Todos os 39 desembargadores do Tribunal de Justiça de Mato Grosso (TJ-MT) vêm recebendo remunerações muito acima do limite permitido pela Constituição. Mesmo estourando o teto do funcionalismo público, os subsídios são pagos aos magistrados.
A reportagem pediu manifestação do tribunal sobre os pagamentos.
O Estadão mapeou os contracheques dos magistrados no segundo semestre de 2024. Em todo o período analisado, não houve um único holerite dentro do teto (considerando os valores brutos). A análise compreendeu os meses de agosto a dezembro, porque dados completos de julho não estão disponíveis no portal da transparência do tribunal.
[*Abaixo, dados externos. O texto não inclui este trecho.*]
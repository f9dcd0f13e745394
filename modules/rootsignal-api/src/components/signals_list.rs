use dioxus::prelude::*;

use super::NodeView;
use crate::templates::build_page;

#[allow(non_snake_case)]
#[component]
fn SignalsList(nodes: Vec<NodeView>) -> Element {
    rsx! {
        div { class: "container",
            h2 { style: "margin-bottom:16px;", "Recent Civic Signals" }
            if nodes.is_empty() {
                p { style: "color:#888;text-align:center;padding:40px;",
                    "No signals found yet. Run the scout to populate the graph."
                }
            }
            for node in nodes.iter() {
                div { class: "node-card",
                    div {
                        span { class: "badge badge-{node.type_class}", "{node.type_label}" }
                        if node.confidence < 0.6 {
                            span { style: "font-size:11px;color:#795548;margin-left:8px;",
                                "Limited verification"
                            }
                        }
                    }
                    h3 {
                        a { href: "/admin/nodes/{node.id}", "{node.title}" }
                    }
                    p { class: "summary", "{node.summary}" }
                    div { class: "meta-row",
                        span { "Verified {node.last_confirmed}" }
                        if node.source_diversity > 1 {
                            {
                                let s = if node.source_diversity != 2 { "s" } else { "" };
                                let div = node.source_diversity;
                                rsx! { span { "{div} independent source{s}" } }
                            }
                        } else if node.corroboration_count > 0 {
                            span { "1 source" }
                        }
                        if node.cause_heat > 0.1 {
                            {
                                let pct = (node.cause_heat * 100.0).round() as u32;
                                rsx! {
                                    span {
                                        style: "color:#e65100;font-size:11px;font-weight:600;",
                                        title: "Cause heat: community attention in this signal's neighborhood",
                                        "cause heat {pct}%"
                                    }
                                }
                            }
                        }
                        if !node.action_url.is_empty() {
                            a {
                                href: "{node.action_url}",
                                class: "action-btn",
                                target: "_blank",
                                rel: "noopener",
                                "Take Action"
                            }
                        }
                    }
                }
            }
        }
    }
}

pub fn render_signals_list(nodes: Vec<NodeView>) -> String {
    let mut dom = VirtualDom::new_with_props(SignalsList, SignalsListProps { nodes });
    dom.rebuild_in_place();
    build_page("Signals", &dioxus::ssr::render(&dom))
}
// ---------------------------------------------------------------------------
// MockFetcher
// ---------------------------------------------------------------------------

/// HashMap-based content fetcher. Returns `Err` for unregistered URLs.
/// Builder pattern: `.on_page()`, `.on_search()`, `.on_posts()`, `.on_feed()`.
pub struct MockFetcher {
    pages: HashMap<String, ArchivedPage>,
    feeds: HashMap<String, ArchivedFeed>,
    posts: HashMap<String, Vec<Post>>,
    searches: HashMap<String, ArchivedSearchResults>,
    topic_searches: HashMap<String, Vec<Post>>,
    site_searches: HashMap<String, ArchivedSearchResults>,
}

impl MockFetcher {
    pub fn new() -> Self {
        Self {
            pages: HashMap::new(),
            feeds: HashMap::new(),
            posts: HashMap::new(),
            searches: HashMap::new(),
            topic_searches: HashMap::new(),
            site_searches: HashMap::new(),
        }
    }

    pub fn on_page(mut self, url: &str, page: ArchivedPage) -> Self {
        self.pages.insert(url.to_string(), page);
        self
    }

    #[allow(dead_code)] // scaffolding for future feed scrape tests
    pub fn on_feed(mut self, url: &str, feed: ArchivedFeed) -> Self {
        self.feeds.insert(url.to_string(), feed);
        self
    }

    pub fn on_posts(mut self, identifier: &str, posts: Vec<Post>) -> Self {
        self.posts.insert(identifier.to_string(), posts);
        self
    }

    pub fn on_search(mut self, query: &str, results: ArchivedSearchResults) -> Self {
        self.searches.insert(query.to_string(), results);
        self
    }

    pub fn on_topic_search(mut self, platform_url: &str, posts: Vec<Post>) -> Self {
        self.topic_searches.insert(platform_url.to_string(), posts);
        self
    }

    #[allow(dead_code)] // scaffolding for future site search tests
    pub fn on_site_search(mut self, query: &str, results: ArchivedSearchResults) -> Self {
        self.site_searches.insert(query.to_string(), results);
        self
    }
}

#[async_trait]
impl ContentFetcher for MockFetcher {
    async fn page(&self, url: &str) -> Result<ArchivedPage> {
        self.pages
            .get(url)
            .cloned()
            .ok_or_else(|| anyhow::anyhow!("MockFetcher: no page registered for {url}"))
    }

    async fn feed(&self, url: &str) -> Result<ArchivedFeed> {
        self.feeds
            .get(url)
            .cloned()
            .ok_or_else(|| anyhow::anyhow!("MockFetcher: no feed registered for {url}"))
    }

    async fn posts(&self, identifier: &str, _limit: u32) -> Result<Vec<Post>> {
        self.posts
            .get(identifier)
            .cloned()
            .ok_or_else(|| anyhow::anyhow!("MockFetcher: no posts registered for {identifier}"))
    }

    async fn search(&self, query: &str) -> Result<ArchivedSearchResults> {
        self.searches
            .get(query)
            .cloned()
            .ok_or_else(|| anyhow::anyhow!("MockFetcher: no search registered for {query}"))
    }

    async fn search_topics(
        &self,
        platform_url: &str,
        _topics: &[&str],
        _limit: u32,
    ) -> Result<Vec<Post>> {
        self.topic_searches
            .get(platform_url)
            .cloned()
            .ok_or_else(|| {
                anyhow::anyhow!("MockFetcher: no topic search registered for {platform_url}")
            })
    }

    async fn site_search(&self, query: &str, _max_results: usize) -> Result<ArchivedSearchResults> {
        self.site_searches
            .get(query)
            .cloned()
            .ok_or_else(|| anyhow::anyhow!("MockFetcher: no site search registered for {query}"))
    }
}

// ---------------------------------------------------------------------------
// MockSignalStore
// ---------------------------------------------------------------------------

/// Stored signal entry in the mock graph.
#[derive(Debug, Clone)]
pub struct StoredSignal {
    pub id: Uuid,
    pub title: String,
    pub node_type: NodeType,
    pub source_url: String,
    pub corroboration_count: u32,
    pub embedding: Vec<f32>,
    pub about_location: Option<rootsignal_common::GeoPoint>,
    pub from_location: Option<rootsignal_common::GeoPoint>,
    pub content_date: Option<DateTime<Utc>>,
    pub about_location_name: Option<String>,
    pub confidence: f32,
    pub extracted_at: DateTime<Utc>,
}

/// Actor-signal link in the mock graph.
#[derive(Debug, Clone)]
pub struct ActorLink {
    pub actor_id: Uuid,
    pub signal_id: Uuid,
    pub role: String,
}

/// Inner mutable state for MockSignalStore.
struct MockSignalStoreInner {
    signals: HashMap<Uuid, StoredSignal>,
    /// (normalized_title, node_type) → signal_id for dedup lookups
    title_index: HashMap<(String, NodeType), Uuid>,
    /// source_url → vec of signal titles
    url_titles: HashMap<String, Vec<String>>,
    evidence: Vec<(Uuid, CitationNode)>,
    actors: HashMap<Uuid, ActorNode>,
    actor_by_name: HashMap<String, Uuid>,
    actor_links: Vec<ActorLink>,
    sources: HashMap<String, SourceNode>,
    resources: HashMap<String, Uuid>,
    resource_edges: Vec<(Uuid, Uuid, String)>,
    tags: HashMap<Uuid, Vec<String>>,
    blocked: HashSet<String>,
    processed_hashes: HashSet<(String, String)>,
    fail_on_create: bool,
    /// (actor_id, source_id) — HAS_SOURCE edges
    actor_sources: Vec<(Uuid, Uuid)>,
    /// (signal_id, source_id) — PRODUCED_BY edges
    signal_sources: Vec<(Uuid, Uuid)>,
    /// entity_id → actor_id for find_actor_by_entity_id lookups
    actor_by_entity_id: HashMap<String, Uuid>,
}

/// Stateful in-memory graph mock. Thread-safe via interior Mutex.
/// `create_node` inserts, `find_by_titles_and_types` queries, `corroborate` increments.
pub struct MockSignalStore {
    inner: Mutex<MockSignalStoreInner>,
}
//! Scenario: Tension Discovery Bridge
//!
//! Tests that mid-run discovery generates useful response-seeking queries after
//! finding tensions. Only tension sources are in the initial world — response
//! sources exist but must be found through discovery queries.

use simweb::{Fact, Geography, JudgeCriteria, Site, SocialProfile, World};

pub fn world() -> World {
    World {
        name: "Tension Discovery Bridge — St. Paul".to_string(),
        description: "A neighborhood with visible tensions (rent hikes, eviction notices) \
            but no response sources in the initial seed list. Organizations that help with \
            housing exist but should be discovered through mid-run discovery queries \
            triggered by the tensions found in Phase A."
            .to_string(),
        facts: vec![
            Fact {
                text: "Rents in the Frogtown neighborhood of St. Paul have increased 25% in the past year, \
                       with multiple buildings issuing 30-day rent increase notices."
                    .to_string(),
                referenced_by: vec![
                    "https://www.twincities.com/frogtown-rent-crisis".to_string(),
                    "https://www.reddit.com/r/SaintPaul/comments/frogtown_rent_hikes".to_string(),
                ],
                category: "tension".to_string(),
            },
            Fact {
                text: "At least 15 families in the Dale Street apartments received eviction notices \
                       in January 2026 after refusing to pay the increased rent."
                    .to_string(),
                referenced_by: vec![
                    "https://www.twincities.com/frogtown-rent-crisis".to_string(),
                ],
                category: "tension".to_string(),
            },
            Fact {
                text: "HOME Line provides free tenant hotline (612-728-5767) and legal assistance \
                       for renters facing eviction in Ramsey County."
                    .to_string(),
                referenced_by: vec![
                    "https://www.homelinemn.org/tenant-services".to_string(),
                ],
                category: "response".to_string(),
            },
            Fact {
                text: "Frogtown Neighborhood Association runs a tenant rights workshop every \
                       second Saturday at Frogtown Community Center."
                    .to_string(),
                referenced_by: vec![
                    "https://www.frogtownna.org/tenant-workshops".to_string(),
                ],
                category: "response".to_string(),
            },
        ],
        sites: vec![
            // Tension sources (these are in the initial seed)
            Site {
                url: "https://www.twincities.com/frogtown-rent-crisis".to_string(),
                kind: "news".to_string(),
                content_description: "Pioneer Press investigation into the Frogtown rent crisis. \
                    Documents 25% rent increases across multiple apartment buildings. Interviews with \
                    families facing eviction. Landlords cite rising property taxes and insurance. \
                    Community organizers say renters need legal help but don't know where to find it."
                    .to_string(),
                published: Some(chrono::NaiveDate::from_ymd_opt(2026, 2, 1).unwrap()),
                links_to: vec![],
            },
            // Response sources (NOT in initial seed — should be found by discovery)
            Site {
                url: "https://www.homelinemn.org/tenant-services".to_string(),
                kind: "nonprofit".to_string(),
                content_description: "HOME Line tenant services page. Free tenant hotline \
                    (612-728-5767) available M-F 9-5. Legal assistance for eviction defense. \
                    Know-your-rights workshops. Serving all of Minnesota. Special focus on \
                    Ramsey and Hennepin counties."
                    .to_string(),
                published: Some(chrono::NaiveDate::from_ymd_opt(2026, 1, 10).unwrap()),
                links_to: vec![],
            },
            Site {
                url: "https://www.frogtownna.org/tenant-workshops".to_string(),
                kind: "community_org".to_string(),
                content_description: "Frogtown Neighborhood Association tenant rights workshop \
                    series. Every second Saturday at Frogtown Community Center, 10 AM-12 PM. \
                    Free. Topics include lease review, eviction defense, rent negotiation, \
                    and connecting with legal aid. Hmong and Somali interpreters available."
                    .to_string(),
                published: Some(chrono::NaiveDate::from_ymd_opt(2026, 1, 25).unwrap()),
                links_to: vec![],
            },
        ],
        social_profiles: vec![
            SocialProfile {
                platform: "Reddit".to_string(),
                identifier: "r/SaintPaul".to_string(),
                persona: "St. Paul subreddit. Active threads about Frogtown rent increases. \
                    Tenants sharing eviction notice photos. Some users recommending HOME Line \
                    hotline. Discussion about tenant organizing."
                    .to_string(),
                post_count: 6,
            },
        ],
        topics: vec![
            "rent increase".to_string(),
            "eviction".to_string(),
            "tenant rights".to_string(),
            "Frogtown".to_string(),
        ],
        geography: Geography {
            name: "St. Paul".to_string(),
            state_or_region: "Minnesota".to_string(),
            country: "US".to_string(),
            local_terms: vec![
                "St. Paul".to_string(),
                "Saint Paul".to_string(),
                "Frogtown".to_string(),
                "Ramsey County".to_string(),
                "Dale Street".to_string(),
                "Twin Cities".to_string(),
                "Minnesota".to_string(),
                "MN".to_string(),
            ],
            center_lat: 44.9537,
            center_lng: -93.1050,
        },
    }
}

pub fn criteria() -> JudgeCriteria {
    JudgeCriteria {
        checks: vec![
            "Scout should extract at least one Tension signal about rent increases or evictions in Frogtown.".to_string(),
            "Scout should create discovery query sources seeking responses to the identified housing tensions.".to_string(),
            "Discovery queries should be specific to tenant rights, legal aid, or housing assistance — not generic.".to_string(),
        ],
        pass_threshold: 0.5, // Discovery is inherently exploratory
        critical_categories: vec![],
    }
}
use anyhow::{bail, Context, Result};
use std::collections::HashMap;

/// Resolve `{{config.*}}` variables from the TOML value tree at load time.
/// Returns the template with config vars resolved; runtime vars (non-`config.` prefixed) are left as-is.
pub fn resolve_config_vars(template: &str, toml_value: &toml::Value) -> Result<String> {
    let mut result = String::with_capacity(template.len());
    let mut chars = template.chars().peekable();

    while let Some(c) = chars.next() {
        if c == '\\' {
            // Escaped \{{ → literal {{
            if chars.peek() == Some(&'{') {
                chars.next(); // consume first {
                if chars.peek() == Some(&'{') {
                    chars.next(); // consume second {
                    result.push_str("{{");
                } else {
                    result.push('\\');
                    result.push('{');
                }
                continue;
            }
            result.push(c);
        } else if c == '{' && chars.peek() == Some(&'{') {
            chars.next(); // consume second {

            // Read until }}
            let mut var_name = String::new();
            loop {
                match chars.next() {
                    Some('}') if chars.peek() == Some(&'}') => {
                        chars.next(); // consume second }
                        break;
                    }
                    Some(ch) => var_name.push(ch),
                    None => bail!("Unclosed template variable: {{{{{}}}", var_name),
                }
            }

            let var_name = var_name.trim();

            if let Some(path) = var_name.strip_prefix("config.") {
                // Resolve from TOML tree
                let value = lookup_toml_path(toml_value, path)
                    .with_context(|| format!("Config variable not found: {{{{{}}}}}", var_name))?;
                result.push_str(&toml_value_to_string(&value));
            } else {
                // Runtime variable — leave as-is
                result.push_str("{{");
                result.push_str(var_name);
                result.push_str("}}");
            }
        } else {
            result.push(c);
        }
    }

    Ok(result)
}

/// Resolve remaining `{{var}}` placeholders from a runtime context map.
pub fn resolve_runtime_vars(template: &str, vars: &HashMap<&str, &str>) -> String {
    let mut result = String::with_capacity(template.len());
    let mut chars = template.chars().peekable();

    while let Some(c) = chars.next() {
        if c == '{' && chars.peek() == Some(&'{') {
            chars.next(); // consume second {

            let mut var_name = String::new();
            loop {
                match chars.next() {
                    Some('}') if chars.peek() == Some(&'}') => {
                        chars.next();
                        break;
                    }
                    Some(ch) => var_name.push(ch),
                    None => {
                        // Malformed — just emit what we have
                        result.push_str("{{");
                        result.push_str(&var_name);
                        return result;
                    }
                }
            }

            let var_name = var_name.trim();
            if let Some(value) = vars.get(var_name) {
                result.push_str(value);
            } else {
                // Unknown runtime var — leave as-is for debugging
                result.push_str("{{");
                result.push_str(var_name);
                result.push_str("}}");
            }
        } else {
            result.push(c);
        }
    }

    result
}

/// Validate that all `{{...}}` in a template are either `config.*` (resolvable) or in an allowed runtime set.
pub fn validate_template(
    template: &str,
    toml_value: &toml::Value,
    allowed_runtime: &[&str],
) -> Result<()> {
    let mut chars = template.chars().peekable();

    while let Some(c) = chars.next() {
        if c == '\\' && chars.peek() == Some(&'{') {
            chars.next();
            if chars.peek() == Some(&'{') {
                chars.next();
            }
            continue;
        }

        if c == '{' && chars.peek() == Some(&'{') {
            chars.next();

            let mut var_name = String::new();
            loop {
                match chars.next() {
                    Some('}') if chars.peek() == Some(&'}') => {
                        chars.next();
                        break;
                    }
                    Some(ch) => var_name.push(ch),
                    None => bail!("Unclosed template variable: {{{{{}}}", var_name),
                }
            }

            let var_name = var_name.trim();

            if let Some(path) = var_name.strip_prefix("config.") {
                lookup_toml_path(toml_value, path)
                    .with_context(|| format!("Config variable not found: {{{{{}}}}}", var_name))?;
            } else if !allowed_runtime.contains(&var_name) {
                bail!(
                    "Unknown template variable: {{{{{}}}}}. Allowed runtime vars: {:?}",
                    var_name,
                    allowed_runtime
                );
            }
        }
    }

    Ok(())
}

/// Walk the TOML value tree by dotted path (e.g., "identity.region").
fn lookup_toml_path<'a>(value: &'a toml::Value, path: &str) -> Option<&'a toml::Value> {
    let mut current = value;
    for key in path.split('.') {
        current = current.get(key)?;
    }
    Some(current)
}

/// Convert a TOML value to its string representation for template substitution.
fn toml_value_to_string(value: &toml::Value) -> String {
    match value {
        toml::Value::String(s) => s.clone(),
        toml::Value::Integer(i) => i.to_string(),
        toml::Value::Float(f) => f.to_string(),
        toml::Value::Boolean(b) => b.to_string(),
        toml::Value::Array(arr) => arr
            .iter()
            .map(|v| toml_value_to_string(v))
            .collect::<Vec<_>>()
            .join(", "),
        toml::Value::Table(_) => "[table]".to_string(),
        toml::Value::Datetime(dt) => dt.to_string(),
    }
}

#[cfg(test)]
mod tests {
    use super::*;

    fn test_toml() -> toml::Value {
        toml::from_str(
            r#"
            [identity]
            region = "Twin Cities"
            description = "community signals"

            [models]
            extraction = "gpt-4o"
            "#,
        )
        .unwrap()
    }

    #[test]
    fn resolves_config_vars() {
        let toml = test_toml();
        let result =
            resolve_config_vars("Hello {{config.identity.region}}!", &toml).unwrap();
        assert_eq!(result, "Hello Twin Cities!");
    }

    #[test]
    fn leaves_runtime_vars_intact() {
        let toml = test_toml();
        let result =
            resolve_config_vars("Date: {{today}}, Region: {{config.identity.region}}", &toml)
                .unwrap();
        assert_eq!(result, "Date: {{today}}, Region: Twin Cities");
    }

    #[test]
    fn resolves_runtime_vars() {
        let result = resolve_runtime_vars(
            "Date: {{today}}, Tax: {{taxonomy}}",
            &HashMap::from([("today", "2026-02-14"), ("taxonomy", "categories here")]),
        );
        assert_eq!(result, "Date: 2026-02-14, Tax: categories here");
    }

    #[test]
    fn escapes_literal_braces() {
        let toml = test_toml();
        let result = resolve_config_vars(r#"JSON: \{{"key": "val"}}"#, &toml).unwrap();
        assert_eq!(result, r#"JSON: {{"key": "val"}}"#);
    }

    #[test]
    fn errors_on_missing_config_var() {
        let toml = test_toml();
        let result = resolve_config_vars("{{config.nonexistent.field}}", &toml);
        assert!(result.is_err());
    }

    #[test]
    fn validates_template() {
        let toml = test_toml();
        assert!(validate_template(
            "{{config.identity.region}} {{taxonomy}}",
            &toml,
            &["taxonomy"]
        )
        .is_ok());

        assert!(validate_template("{{unknown_var}}", &toml, &["taxonomy"]).is_err());
    }
}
Na média, dezembro desponta como o mês com os holerites mais vultuosos. Nesse mês, os desembargadores ganharam quase oito vezes mais do que recebem os ministros do Supremo Tribunal Federal (STF).
Duas magistradas – Maria Aparecida Ferreira Fago e Maria Erotides Kneip – lideram o ranking de contracheques em dezembro. Eles receberam, respectivamente, R$ 250 mil e R$ 245 mil. Foram os subsídios mais altos de todo o período mapeado. O valor é da remuneração líquida, ou seja, o que efetivamente caiu na conta das desembargadoras após os descontos.
A Constituição limita o holerite do funcionalismo público ao que ganha um ministro do STF, hoje R$ 44 mil brutos ou cerca de R$ 32 mil líquidos, descontado imposto na fonte.
Ocorre que magistrados recebem auxílios que não entram no cálculo e que não sofrem incidência de imposto de renda. São verbas indenizatórias (como auxílios para transporte, alimentação, moradia e saúde) e vantagens eventuais (como 13.º salário, reembolso por férias atrasadas e eventuais serviços extraordinários prestados) contados fora do teto, abrindo caminho para os chamados “supersalários”.
Além disso, magistrados têm direito a 60 dias de descanso remunerado por ano - fora o recesso de fim de ano e feriados. É comum que eles usem apenas 30 dias, sob argumento de excesso e acúmulo de ações. Mais tarde passam a receber esse “estoque”, a título de indenização de férias não gozadas a seu tempo.
Leia também
O contracheque dos desembargadores de Mato Grosso é dividido em duas partes. A “folha corrente”, destinada à remuneração base, e outra “folha complementar”, onde cabem penduricalhos, como adicional por tempo de serviço e abono de permanência. Via de regra, a folha suplementar é usada para cobrir diferenças na remuneração dos magistrados que, por algum motivo, não foram prontamente pagas. Esses valores não entram no teto remuneratório e são recebidos posteriormente com juros e correção por juízes e desembargadores.
Os tribunais têm autonomia para definir o limite mensal dos pagamentos suplementares. Essa é uma atribuição discricionária de cada desembargador-presidente. No caso de Mato Grosso, a maior parcela da remuneração dos magistrados é depositada via folha complementar.
Em todo o período, o desembargador Jorge Luiz Tadeu Rodrigues foi o melhor remunerado. Ele recebeu R$ 870 mil, uma média de R$ 174 mil por mês.
Os pagamentos acima do teto não ficam restritos aos desembargadores. O Estadão revelou nesta sexta-feira, 10, que servidores da Corte de Mato Grosso recebem mais de três vezes a remuneração dos ministros do STF.
Veja quanto cada desembargador do Tribunal de Mato Grosso recebeu no segundo semestre de 2024:
Em dezembro, a então presidente do TJ, desembargadora Clarice Claudino da Silva, mandou pagar R$ 10 mil a todos os magistrados e R$ 8 mil aos servidores a título de vale-alimentação, penduricalho logo intitulado “vale peru”. O auxílio turbinado gerou polêmica. O ministro Mauro Campbell Marques, corregedor do Conselho Nacional de Justiça (CNJ), órgão que fiscaliza o Poder Judiciário, mandou suspender o pagamento por considerar o valor exorbitante. O benefício, no entanto, caiu na conta dos magistrados e servidores, mesmo após a decisão do ministro. Acuado, o tribunal recuou e mandou servidores e magistrados devolveram o dinheiro.
Clarice recebeu subsídios muito acima do teto ao longo de todo o ano de 2024. Apenas em dezembro, ela recebeu R$ 202 mil. Seu sucessor, o desembargador José Zuquim Nogueira também teve um Natal auspicioso. Ele recebeu R$ 204 mil no último mês do ano.